As has been noted, all steel has essentially the same Youngs modulus.
The difference is that harder steel is stronger, and will bend further before yielding and permanently deflecting.
So as Richard said, if you thin the low carbon steel shanks to much and lean on them hard, they will bend & more or less stay bent until you physically bend them back. Then they will bend again the next time you lean in.
The regular biax shanks with brazed on carbide tips are hardened, but i don't know the alloy. So you can bend them a good bit before they will yield and stay bent. I do not know how far you can bend one before it breaks.

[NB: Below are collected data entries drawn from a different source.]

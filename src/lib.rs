#![doc = "The `taskwarden` library crate."]
#![doc = ""]
#![doc = "This crate contains the core business logic for the TaskWarden backend:"]
#![doc = "credential storage and verification, the revocable session-token lifecycle,"]
#![doc = "the request-boundary auth gatekeeper, and the ownership-scoped task layer."]
#![doc = "It is used by the main binary (`main.rs`) to construct and run the application."]

pub mod auth;
pub mod config;
pub mod error;
pub mod models;
pub mod routes;
pub mod store;
pub mod tasks;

This S7 shank simply flexes a bit, like a spring, and i ride it very hard. The steel shards come off like BB's and the motor is grunting the whole time. I do not pussyfoot around when trying to remove metal from a well work casting, or in this case, steel fabbed part. The reason i like the spring, is it helps the positive edge get under the chip, and then flick it up and off. Rather than stabbing and merely leaving big burrs. But either will work, you just change the angle of attack.
Some of Biax stock blades are thinned:
some use a V joint, others a full mortise:
These are some of the blades i made for the Andersen flat style handscrapers. Carbide silver soldered to mild steel shanks:
After grinding, i intentionally broke 2 of them I could not break them with typical pressure, but smacking with impact broke the one with full separation. Really laying my whole weight on the other, actually trying to break it as opposed to merely a very heavy scraping effort, finally broke the other. These are only a butt joint, but it is accurate and close fitting.